Mr. Greatrakes did not entertain Lady Conway and her friends with this marvel alone. He had been present at a trial for witchcraft, in Cork, on September 11, 1661. In this affair evidence was led to prove a story as common as that of ’levitation’—namely, the mysterious throwing or falling of stones in a haunted house, or around the person of a patient bewitched. Cardan is expansive about this manifestation. The patient was Mary Longdon, the witch was Florence Newton of Youghal. Glanvill prints the trial from a document which he regards as official, but he did not take the trouble to trace Mr. Aston, the recorder or clerk (as Glanvill surmises), who signed every page of the manuscript. Mr. Alfred Wallace quotes the tale, without citing his authority. The witnesses for the falling of stones round the bewitched girl were the maid herself, and her master, John Pyne, who deposed that she was ’much troubled with little stones that were thrown at her wherever she went, and that, after they had hit her, would fall on the ground, and then vanish, so that none of them could be found’. This peculiarity beset Mr. Stainton Moses, when he was fishing, and must have ‘put down’ the trout. Objects in the maid’s presence, such as Bibles, would ‘fly from her,’ and she was bewitched, and carried off into odd places, like the butler at Lord Orrery’s. Nicholas Pyne gave identical evidence. At Ragley, Mr. Greatrakes declared that he was present at the trial, and that an awl would not penetrate the stool on which the unlucky enchantress was made to stand: a clear proof of guilt.

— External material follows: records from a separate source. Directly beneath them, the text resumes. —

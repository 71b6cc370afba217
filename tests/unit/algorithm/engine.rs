//! Tests for engine construction, frequent pattern requests and enrichment requests

#[cfg(test)]
mod tests {
    use spatialmotif::algorithm::cache::CacheStats;
    use spatialmotif::{
        CancellationToken, CellRecord, EnrichmentOptions, ErrorKind, Motif, MotifEngine,
        PatternSupport, SpatialParams,
    };

    fn record(id: &str, x: f64, y: f64, label: &str) -> CellRecord {
        CellRecord {
            id: Some(id.to_string()),
            coordinates: Some(vec![x, y]),
            label: Some(label.to_string()),
            region: None,
        }
    }

    fn records() -> Vec<CellRecord> {
        vec![
            record("a1", 0.0, 0.0, "A"),
            record("a2", 20.0, 0.0, "A"),
            record("b1", 1.0, 0.0, "B"),
            record("b2", 21.0, 0.0, "B"),
            record("c1", 0.0, 2.0, "C"),
            record("c2", 40.0, 40.0, "C"),
        ]
    }

    fn engine_with(params: SpatialParams) -> MotifEngine {
        let Ok(engine) = MotifEngine::create_engine(records(), None, params) else {
            unreachable!("records are valid");
        };
        engine
    }

    fn engine() -> MotifEngine {
        engine_with(SpatialParams::default())
    }

    fn support(pattern: &[&str], support: f64) -> PatternSupport {
        PatternSupport {
            pattern: pattern.iter().map(|label| (*label).to_string()).collect(),
            support,
        }
    }

    fn motif(labels: &[&str]) -> Motif {
        let Ok(motif) = Motif::new(labels.iter().copied()) else {
            unreachable!("motif labels are not blank");
        };
        motif
    }

    // Tests engine construction with the default dataset name
    // Verified by naming datasets after their first region
    #[test]
    fn test_create_engine() {
        let built = engine();
        assert_eq!(built.dataset().name(), "ST");
        assert_eq!(built.dataset().len(), 6);
        assert_eq!(built.cache_stats(), CacheStats::default());

        let Ok(named) = MotifEngine::create_named("lymph", records(), None, SpatialParams::default())
        else {
            unreachable!("records are valid");
        };
        assert_eq!(named.dataset().name(), "lymph");
        assert!(
            MotifEngine::create_engine(Vec::new(), None, SpatialParams::default())
                .is_err_and(|error| error.kind() == ErrorKind::InvalidInput)
        );
    }

    // Tests KNN patterns with the documented result order
    // Verified by sorting ties by pattern labels before pattern size
    #[test]
    fn test_find_patterns_knn() {
        let built = engine();
        let Ok(single) = built.find_patterns_knn("A", 1, 0.5) else {
            unreachable!("parameters are valid");
        };
        assert_eq!(single, vec![support(&["B"], 1.0)]);

        let Ok(pairs) = built.find_patterns_knn("A", 2, 0.5) else {
            unreachable!("parameters are valid");
        };
        assert_eq!(
            pairs,
            vec![
                support(&["B"], 1.0),
                support(&["C"], 0.5),
                support(&["B", "C"], 0.5),
            ]
        );
    }

    // Tests radius patterns and discarding of small neighborhoods
    // Verified by keeping neighborhoods below min_size as empty transactions
    #[test]
    fn test_find_patterns_radius() {
        let built = engine();
        let Ok(found) = built.find_patterns_radius("A", 1.5, 1, 0.5) else {
            unreachable!("parameters are valid");
        };
        assert_eq!(found, vec![support(&["B"], 1.0)]);

        let Ok(none) = built.find_patterns_radius("A", 1.5, 2, 0.5) else {
            unreachable!("parameters are valid");
        };
        assert!(none.is_empty());
    }

    // Tests that distances above max_radius are clamped
    // Verified by skipping the clamp before extraction
    #[test]
    fn test_radius_clamped_to_max_radius() {
        let built = engine_with(SpatialParams {
            leaf_size: 2,
            max_radius: 1.5,
        });
        let Ok(found) = built.find_patterns_radius("A", 100.0, 0, 0.5) else {
            unreachable!("parameters are valid");
        };
        assert_eq!(found, vec![support(&["B"], 1.0)]);
    }

    // Tests that argument errors are reported before center type lookup
    // Verified by resolving the center type first
    #[test]
    fn test_argument_errors() {
        let built = engine();
        let kind = |result: spatialmotif::Result<Vec<PatternSupport>>| result.err().map(|e| e.kind());

        assert_eq!(kind(built.find_patterns_knn("Z", 0, 0.5)), Some(ErrorKind::InvalidArgument));
        assert_eq!(kind(built.find_patterns_knn("A", 3, 0.0)), Some(ErrorKind::InvalidArgument));
        assert_eq!(kind(built.find_patterns_knn("A", 3, 1.5)), Some(ErrorKind::InvalidArgument));
        assert_eq!(
            kind(built.find_patterns_radius("A", -1.0, 0, 0.5)),
            Some(ErrorKind::InvalidArgument)
        );
        assert_eq!(kind(built.find_patterns_knn(" ", 3, 0.5)), Some(ErrorKind::InvalidArgument));
        assert_eq!(kind(built.find_patterns_knn("Z", 3, 0.5)), Some(ErrorKind::NotFound));
    }

    // Tests a targeted enrichment against a hand-computed hypergeometric tail
    // Verified by using the center count as the population
    #[test]
    fn test_enrich_knn_targeted() {
        let built = engine();
        let motifs = [motif(&["B"])];
        let Ok(records) =
            built.enrich_knn("A", Some(motifs.as_slice()), 1, 0.5, None, &EnrichmentOptions::default())
        else {
            unreachable!("parameters are valid");
        };

        assert_eq!(records.len(), 1);
        let Some(record) = records.first() else {
            unreachable!("one record expected");
        };
        assert_eq!(record.pattern, vec!["B".to_string()]);
        assert_eq!(
            (record.observed, record.n_center, record.n_motif, record.population),
            (2, 2, 3, 6)
        );
        assert!((record.expected - 1.0).abs() < 1e-12);
        assert!((record.p_value - 0.2).abs() < 1e-9);
        assert!((record.corrected_p_value - record.p_value).abs() < 1e-15);
        assert!(!record.significant);
        assert!(record.cell_ids.is_none());
    }

    // Tests that duplicate motifs are tested once and unknown labels fail
    // Verified by testing every supplied motif
    #[test]
    fn test_enrich_motif_handling() {
        let built = engine();
        let options = EnrichmentOptions::default();
        let duplicated = [motif(&["B"]), motif(&["B"])];
        let Ok(records) = built.enrich_knn("A", Some(duplicated.as_slice()), 1, 0.5, None, &options) else {
            unreachable!("parameters are valid");
        };
        assert_eq!(records.len(), 1);

        let Ok(empty) = built.enrich_knn("A", Some([].as_slice()), 1, 0.5, None, &options) else {
            unreachable!("parameters are valid");
        };
        assert!(empty.is_empty());

        let unknown = [motif(&["B", "Q"])];
        assert!(
            built
                .enrich_knn("A", Some(unknown.as_slice()), 1, 0.5, None, &options)
                .is_err_and(|error| error.kind() == ErrorKind::NotFound)
        );
    }

    // Tests that repeated enrichment reuses the background neighborhoods
    // Verified by never inserting into the cache
    #[test]
    fn test_background_cache_reused() {
        let built = engine();
        let options = EnrichmentOptions::default();
        let first = built.enrich_radius("A", None, 5.0, 0, 0.5, 10, &options);
        let second = built.enrich_radius("B", None, 5.0, 0, 0.5, 10, &options);

        assert!(first.is_ok());
        assert!(second.is_ok());
        assert_eq!(built.cache_stats(), CacheStats { hits: 1, misses: 1 });
    }

    // Tests that identifiers are still reported when the background comes from cache
    // Verified by reading neighbor rows from the cached background
    #[test]
    fn test_cell_ids_after_cache_hit() {
        let built = engine();
        let motifs = [motif(&["B"])];
        let plain = EnrichmentOptions::default();
        let with_ids = EnrichmentOptions {
            return_cell_ids: true,
            ..plain
        };

        assert!(built.enrich_knn("A", Some(motifs.as_slice()), 1, 0.5, None, &plain).is_ok());
        let Ok(records) = built.enrich_knn("A", Some(motifs.as_slice()), 1, 0.5, None, &with_ids)
        else {
            unreachable!("parameters are valid");
        };

        assert_eq!(built.cache_stats(), CacheStats { hits: 1, misses: 1 });
        let Some(record) = records.first() else {
            unreachable!("one record expected");
        };
        assert_eq!(record.cell_ids, Some(vec!["a1".to_string(), "a2".to_string()]));
        assert_eq!(record.neighbor_ids, Some(vec!["b1".to_string(), "b2".to_string()]));
    }

    // Tests that a cancelled call fails and leaves the engine usable
    // Verified by caching partial results before the cancellation check
    #[test]
    fn test_cancelled_call_leaves_engine_intact() {
        let built = engine();
        let token = CancellationToken::new();
        token.cancel();
        let options = EnrichmentOptions::default();

        assert!(
            built
                .enrich_knn_with("A", None, 1, 0.5, None, &options, &token)
                .is_err_and(|error| error.kind() == ErrorKind::Cancelled)
        );
        assert!(
            built
                .find_patterns_knn_with("A", 1, 0.5, &token)
                .is_err_and(|error| error.kind() == ErrorKind::Cancelled)
        );

        assert!(built.enrich_knn("A", None, 1, 0.5, None, &options).is_ok());
        assert_eq!(built.cache_stats(), CacheStats { hits: 0, misses: 2 });
        assert_eq!(
            built.find_patterns_knn("A", 1, 0.5).ok(),
            Some(vec![support(&["B"], 1.0)])
        );
    }
}
//! Input/output: errors, defaults, dataset files, reports and the CLI

/// Command-line interface and batch runner
pub mod cli;
/// Default parameters and tuning constants
pub mod configuration;
/// Error types shared by the whole crate
pub mod error;
/// Dataset file parsing
pub mod loader;
/// Diagnostic logging setup
pub mod logging;
/// Progress display for batch runs
pub mod progress;
/// JSON report output
pub mod report;
pub mod request;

Here, then, we have the second phenomenon which interested the circle at Ragley; the flying about of stones, of Bibles, and other movements of bodies. Though the whole affair may be called hysterical imposture by Mary Longdon (who vomited pins, and so forth, as was customary), we shall presently trace the reports of similar events, among people of widely remote ages and countries, ‘from China to Peru’.
Among the guests at Ragley, as we said, was Dr. Joseph Glanvill, who could also tell strange tales at first hand, and from his own experience. He had investigated the case of the disturbances in Mr. Mompesson’s house at Tedworth, which began in March, 1661. These events, so famous among our ancestors, were precisely identical with what is reported by modern newspapers, when there is a ‘medium’ in a family. The troubles began with rappings on the walls of the house, and on a drum taken by Mr.